Activists are beginning to organize more and more actions that are disconnected from their targets and demands. Their goal is to challenge everyone and to shed light on what Basque climate activist Txetx Etcheverry calls “the abnormality of the situation”: to abnormal situation, abnormal actions. The idea is to resort to deeply disturbing and destabilizing actions. To help us grasp and touch what Amitav Ghosh describes as “uncanny” when analyzing the deep consequences of climate change — “a crisis of culture, and thus of the imagination.” Yes, last week’s action is “uncanny.” We don’t know whether we like it or not; whether we support it or not; and that’s precisely the point: It is aiming at turning the “uncanny” into a tactics.
This shift intends to respond to our current dead-end. Climate impacts have never been stronger (and they’re weaker than they will be in the near future), yet our political leaders do not act. Multiplying actions, bringing them into places and arenas from which they are usually absent, aims at preventing us from thinking about anything else — we can’t continue to live as if nothing happened. We can’t continue to go to school, to movies or to museums as if we were living under usual times.
Incidentally, this action was in fact not fully disconnected from its the message. Spraying with soup aimed at denouncing the fact that the energy and food crisis (which prevents so many people from h-eating with dignity) is directly connected to the fossil fuel industry.
Our lives are turned upside down by the ongoing catastrophe. And art is struck as well. In the same way that it is now totally incongruous to speak of “eternal snows” (whereas we have long believed that it was an immutable law of nature: Glaciers were there to last well beyond human times), art too is being hit. Eventually, we will have to make painful choices. When Paris will be hit by a historic flood what will we protect? Le Louvre’s treasures or human lives? As provocative as it sounds, we will face this dire choice, whether we like it or not. Many of Le Louvre’s room are under the level of the Seine, and as such in a flood zone. And the question isn’t “if” a huge flood will happen, but “when.”

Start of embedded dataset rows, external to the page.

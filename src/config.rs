/// Run configuration for the trend driver, retention manager and verifier.
///
/// Loaded from a TOML file (`trends.toml` by default, overridable through the
/// `TRENDS_CONFIG` environment variable). `.env` files are honoured, and
/// `TRENDS_DATA_REPO` overrides the data repository path. Every field has a
/// default, so an absent file yields the standard analysis setup.
///
/// ```toml
/// data_repo = "/data/trends"
/// variables = ["pr", "concno2", "vmro3max"]
/// seasons = ["all", "summer"]
/// report_file = "consistency_report.json"
/// collect_outdated = true
///
/// [[periods]]
/// start = 2000
/// end = 2019
/// min_years = 14
///
/// [logging]
/// level = "info"
/// ```

use serde::Deserialize;
use std::collections::BTreeSet;
use std::env;
use std::fs;
use std::path::{Path, PathBuf};

use crate::logging::{self, Component, LogLevel};
use crate::model::{AnalysisPeriod, Resolution, SubKey, TrendsError};
use crate::variables;

pub const CONFIG_PATH_VAR: &str = "TRENDS_CONFIG";
pub const DATA_REPO_VAR: &str = "TRENDS_DATA_REPO";
pub const DEFAULT_CONFIG_FILE: &str = "trends.toml";

/// The four standard trend windows.
pub const DEFAULT_PERIODS: [AnalysisPeriod; 4] = [
    AnalysisPeriod::new(2000, 2019, 14),
    AnalysisPeriod::new(2000, 2010, 7),
    AnalysisPeriod::new(2010, 2019, 7),
    AnalysisPeriod::new(2005, 2019, 10),
];

#[derive(Debug, Clone, PartialEq, Deserialize)]
#[serde(default)]
pub struct LoggingConfig {
    pub level: LogLevel,
    pub file: Option<String>,
    pub timestamps: bool,
}

impl Default for LoggingConfig {
    fn default() -> Self {
        Self {
            level: LogLevel::Info,
            file: None,
            timestamps: false,
        }
    }
}

#[derive(Debug, Clone, PartialEq, Deserialize)]
#[serde(default)]
pub struct TrendsConfig {
    /// Directory holding `obs_output/` and `mod_output/`.
    pub data_repo: PathBuf,
    /// Active variable registry. Empty means every registered variable.
    pub variables: Vec<String>,
    pub periods: Vec<AnalysisPeriod>,
    /// Sub-keys of monthly variables.
    pub seasons: Vec<String>,
    /// Sub-keys of daily variables.
    pub percentiles: Vec<u8>,
    /// Where the binary writes the JSON consistency report, if anywhere.
    pub report_file: Option<PathBuf>,
    /// Remove output of variables outside the active registry before checking.
    pub collect_outdated: bool,
    pub logging: LoggingConfig,
}

impl Default for TrendsConfig {
    fn default() -> Self {
        Self {
            data_repo: PathBuf::from("."),
            variables: Vec::new(),
            periods: DEFAULT_PERIODS.to_vec(),
            seasons: variables::DEFAULT_SEASONS.iter().map(|s| s.to_string()).collect(),
            percentiles: variables::DEFAULT_PERCENTILES.to_vec(),
            report_file: None,
            collect_outdated: false,
            logging: LoggingConfig::default(),
        }
    }
}

impl TrendsConfig {
    /// Parses and validates a TOML document. `origin` only labels errors.
    pub fn from_toml_str(raw: &str, origin: &Path) -> Result<Self, TrendsError> {
        let config: TrendsConfig = toml::from_str(raw).map_err(|source| TrendsError::Config {
            path: origin.to_path_buf(),
            source,
        })?;
        config.validate()?;
        Ok(config)
    }

    /// Loads `path`, falling back to defaults when the file does not exist.
    pub fn load(path: &Path) -> Result<Self, TrendsError> {
        if !path.exists() {
            logging::debug(
                Component::Config,
                None,
                &format!("{} not found, using defaults", path.display()),
            );
            let config = TrendsConfig::default();
            config.validate()?;
            return Ok(config);
        }
        let raw = fs::read_to_string(path).map_err(|e| TrendsError::io(path, e))?;
        Self::from_toml_str(&raw, path)
    }

    /// Loads the file named by `TRENDS_CONFIG` (after reading `.env`) and
    /// applies the `TRENDS_DATA_REPO` override.
    pub fn load_from_env() -> Result<Self, TrendsError> {
        dotenv::dotenv().ok();
        let path = env::var(CONFIG_PATH_VAR).unwrap_or_else(|_| DEFAULT_CONFIG_FILE.to_string());
        let mut config = Self::load(Path::new(&path))?;
        if let Ok(repo) = env::var(DATA_REPO_VAR) {
            config.data_repo = PathBuf::from(repo);
        }
        Ok(config)
    }

    /// Rejects configurations no run could use.
    pub fn validate(&self) -> Result<(), TrendsError> {
        if self.periods.is_empty() {
            return Err(TrendsError::InvalidConfiguration("period list is empty".into()));
        }
        for period in &self.periods {
            if period.start > period.end {
                return Err(TrendsError::InvalidConfiguration(format!(
                    "period {} starts after it ends",
                    period
                )));
            }
        }

        if self.seasons.is_empty() {
            return Err(TrendsError::InvalidConfiguration("season list is empty".into()));
        }
        for season in &self.seasons {
            if !matches!(SubKey::from_token(season), Some(SubKey::Season(_))) {
                return Err(TrendsError::InvalidConfiguration(format!(
                    "invalid season label '{}'",
                    season
                )));
            }
        }

        if self.percentiles.is_empty() {
            return Err(TrendsError::InvalidConfiguration("percentile list is empty".into()));
        }
        if let Some(p) = self.percentiles.iter().find(|p| **p > 100) {
            return Err(TrendsError::InvalidConfiguration(format!("percentile {} is above 100", p)));
        }

        for name in &self.variables {
            if variables::find_variable(name).is_none() {
                return Err(TrendsError::InvalidConfiguration(format!(
                    "variable '{}' is not registered",
                    name
                )));
            }
        }
        Ok(())
    }

    /// The sub-keys trends are computed for at `resolution`.
    pub fn sub_keys(&self, resolution: Resolution) -> Vec<SubKey> {
        match resolution {
            Resolution::Monthly => self.seasons.iter().cloned().map(SubKey::Season).collect(),
            Resolution::Daily => self.percentiles.iter().copied().map(SubKey::Percentile).collect(),
        }
    }

    /// The active variable names, in registry order when none are configured.
    pub fn active_variables(&self) -> Vec<String> {
        if self.variables.is_empty() {
            variables::all_variable_names().into_iter().map(String::from).collect()
        } else {
            self.variables.clone()
        }
    }

    pub fn active_set(&self) -> BTreeSet<String> {
        self.active_variables().into_iter().collect()
    }

    pub fn is_active(&self, variable: &str) -> bool {
        self.variables.is_empty() || self.variables.iter().any(|v| v == variable)
    }
}
/// Core data types for the station trend output store.
///
/// This module defines the shared domain model imported by all other modules:
/// analysis periods, sub-keys, station metadata, trend rows and the crate
/// error type. It contains no I/O.

use serde::{Deserialize, Serialize};
use std::fmt;
use std::path::{Path, PathBuf};
use thiserror::Error;

// ---------------------------------------------------------------------------
// Output trees
// ---------------------------------------------------------------------------

/// Directory holding observation-side artifacts (and the sitemeta table).
pub const OBS_OUTPUT_DIR: &str = "obs_output";

/// Directory holding model-side artifacts.
pub const MOD_OUTPUT_DIR: &str = "mod_output";

/// One half of the artifact tree pair.
#[derive(Debug, Clone, Copy, PartialEq, Eq, Hash, PartialOrd, Ord, Serialize, Deserialize)]
#[serde(rename_all = "lowercase")]
pub enum OutputTree {
    Obs,
    Mod,
}

impl OutputTree {
    pub const ALL: [OutputTree; 2] = [OutputTree::Obs, OutputTree::Mod];

    pub fn dir_name(&self) -> &'static str {
        match self {
            OutputTree::Obs => OBS_OUTPUT_DIR,
            OutputTree::Mod => MOD_OUTPUT_DIR,
        }
    }

    /// Root of this tree inside a data repository.
    pub fn root(&self, repo: &Path) -> PathBuf {
        repo.join(self.dir_name())
    }
}

impl fmt::Display for OutputTree {
    fn fmt(&self, f: &mut fmt::Formatter<'_>) -> fmt::Result {
        write!(f, "{}", self.dir_name())
    }
}

// ---------------------------------------------------------------------------
// Resolution
// ---------------------------------------------------------------------------

/// Time resolution of the per-station series a variable is stored at.
///
/// Monthly variables are trended per season; daily variables (daily-max
/// ozone) are trended per yearly percentile of the daily values.
#[derive(Debug, Clone, Copy, PartialEq, Eq, Hash, Serialize, Deserialize)]
#[serde(rename_all = "lowercase")]
pub enum Resolution {
    Monthly,
    Daily,
}

impl Resolution {
    /// Tag used in file names and in the sitemeta `freq` column.
    pub fn tag(&self) -> &'static str {
        match self {
            Resolution::Monthly => "monthly",
            Resolution::Daily => "daily",
        }
    }
}

impl fmt::Display for Resolution {
    fn fmt(&self, f: &mut fmt::Formatter<'_>) -> fmt::Result {
        f.write_str(self.tag())
    }
}

// ---------------------------------------------------------------------------
// Analysis periods and sub-keys
// ---------------------------------------------------------------------------

/// A trend window. `start` and `end` are both included.
///
/// `min_years` is the sufficiency threshold handed to the trend engine; nothing
/// in this crate interprets it.
#[derive(Debug, Clone, Copy, PartialEq, Eq, Hash, Serialize, Deserialize)]
pub struct AnalysisPeriod {
    pub start: i32,
    pub end: i32,
    pub min_years: u32,
}

impl AnalysisPeriod {
    pub const fn new(start: i32, end: i32, min_years: u32) -> Self {
        Self { start, end, min_years }
    }

    /// The `period` label used in trend tables and file names, e.g. `2000-2019`.
    pub fn label(&self) -> String {
        format!("{:04}-{:04}", self.start, self.end)
    }
}

impl fmt::Display for AnalysisPeriod {
    fn fmt(&self, f: &mut fmt::Formatter<'_>) -> fmt::Result {
        f.write_str(&self.label())
    }
}

/// Distinguishes several trend rows for the same station and period.
#[derive(Debug, Clone, PartialEq, Eq, Hash, PartialOrd, Ord, Serialize, Deserialize)]
#[serde(rename_all = "lowercase")]
pub enum SubKey {
    /// Season label for monthly variables (`all`, `spring`, ...).
    Season(String),
    /// Yearly percentile of daily values for daily variables.
    Percentile(u8),
}

impl SubKey {
    /// File name token: the season label, or `NNp` for percentiles.
    pub fn token(&self) -> String {
        match self {
            SubKey::Season(label) => label.clone(),
            SubKey::Percentile(p) => format!("{:02}p", p),
        }
    }

    /// Inverse of [`SubKey::token`]. Returns `None` for tokens that are
    /// neither a plain alphanumeric season label nor `<digits>p`.
    pub fn from_token(token: &str) -> Option<SubKey> {
        if let Some(digits) = token.strip_suffix('p') {
            if !digits.is_empty() && digits.chars().all(|c| c.is_ascii_digit()) {
                return digits.parse().ok().map(SubKey::Percentile);
            }
        }
        if !token.is_empty() && token.chars().all(|c| c.is_ascii_alphanumeric()) {
            return Some(SubKey::Season(token.to_string()));
        }
        None
    }
}

impl fmt::Display for SubKey {
    fn fmt(&self, f: &mut fmt::Formatter<'_>) -> fmt::Result {
        match self {
            SubKey::Season(label) => write!(f, "season {}", label),
            SubKey::Percentile(p) => write!(f, "percentile {}", p),
        }
    }
}

// ---------------------------------------------------------------------------
// Table rows
// ---------------------------------------------------------------------------

/// One row of `sitemeta_<variable>.csv`.
#[derive(Debug, Clone, PartialEq, Serialize, Deserialize)]
pub struct StationMeta {
    pub var: String,
    pub station_id: String,
    pub station_name: String,
    pub latitude: Option<f64>,
    pub longitude: Option<f64>,
    pub altitude: Option<f64>,
    pub unit: String,
    pub freq: String,
    pub framework: String,
    pub matrix: String,
}

/// One row of `trends_<variable>.csv`.
///
/// Statistic fields are `None` when the trend engine found too little data
/// for the window; they are written as empty cells.
#[derive(Debug, Clone, PartialEq, Serialize, Deserialize)]
pub struct TrendRow {
    pub var: String,
    pub station_id: String,
    pub period: String,
    pub season: String,
    #[serde(rename = "trend [%/yr]", default)]
    pub trend_pct: Option<f64>,
    #[serde(rename = "trend err [%/yr]", default)]
    pub trend_pct_err: Option<f64>,
    #[serde(default)]
    pub yoffs: Option<f64>,
    #[serde(default)]
    pub slope: Option<f64>,
    #[serde(rename = "slope err", default)]
    pub slope_err: Option<f64>,
    #[serde(rename = "num yrs", default)]
    pub num_yrs: Option<f64>,
    #[serde(default)]
    pub pval: Option<f64>,
    #[serde(default)]
    pub unit: String,
    #[serde(default)]
    pub percentile: Option<u8>,
}

impl TrendRow {
    /// Whether this row belongs to the given period label and sub-key.
    ///
    /// Season sub-keys match the `season` column; percentile sub-keys match the
    /// `percentile` column.
    pub fn matches(&self, period_label: &str, sub_key: &SubKey) -> bool {
        if self.period != period_label {
            return false;
        }
        match sub_key {
            SubKey::Season(label) => self.season == *label,
            SubKey::Percentile(p) => self.percentile == Some(*p),
        }
    }
}

// ---------------------------------------------------------------------------
// Error types
// ---------------------------------------------------------------------------

/// Errors raised by the store, retention manager, verifier and driver.
///
/// Coverage mismatches and missingness parity violations are findings, not
/// errors; they live in `verify::report`.
#[derive(Debug, Error)]
pub enum TrendsError {
    /// Empty or malformed period list, unregistered variable, empty sub-keys.
    #[error("invalid configuration: {0}")]
    InvalidConfiguration(String),
    /// A filesystem operation failed.
    #[error("I/O failure on {}: {source}", .path.display())]
    IoFailure {
        path: PathBuf,
        #[source]
        source: std::io::Error,
    },
    /// A file the layout requires is absent.
    #[error("missing file: {}", .0.display())]
    MissingFile(PathBuf),
    /// A file name or cell does not follow the expected convention.
    #[error("parse error in '{subject}': {reason}")]
    ParseError { subject: String, reason: String },
    /// A CSV table could not be decoded.
    #[error("malformed table {}: {source}", .path.display())]
    MalformedTable {
        path: PathBuf,
        #[source]
        source: csv::Error,
    },
    /// The TOML configuration could not be decoded.
    #[error("config parse error in {}: {source}", .path.display())]
    Config {
        path: PathBuf,
        #[source]
        source: toml::de::Error,
    },
}

impl TrendsError {
    pub(crate) fn io(path: impl Into<PathBuf>, source: std::io::Error) -> Self {
        TrendsError::IoFailure {
            path: path.into(),
            source,
        }
    }

    pub(crate) fn parse(subject: impl Into<String>, reason: impl Into<String>) -> Self {
        TrendsError::ParseError {
            subject: subject.into(),
            reason: reason.into(),
        }
    }

    pub(crate) fn table(path: impl Into<PathBuf>, source: csv::Error) -> Self {
        TrendsError::MalformedTable {
            path: path.into(),
            source,
        }
    }
}

// ---------------------------------------------------------------------------
// Tests
// ---------------------------------------------------------------------------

We are taught not to look at the finger of the wise man who points at the moon — or we’d be imbeciles. We should perhaps acknowledge that we need to listen to the message and the demands, rather than look at soup sprayed on a bulletproof glass in one of the most secured museums in the world. Yes, even if we’re feeling at odds with this action. Otherwise, we will have little reason to contemplate and be amazed by creative genius. We will have only our eyes to cry at destructive engineering.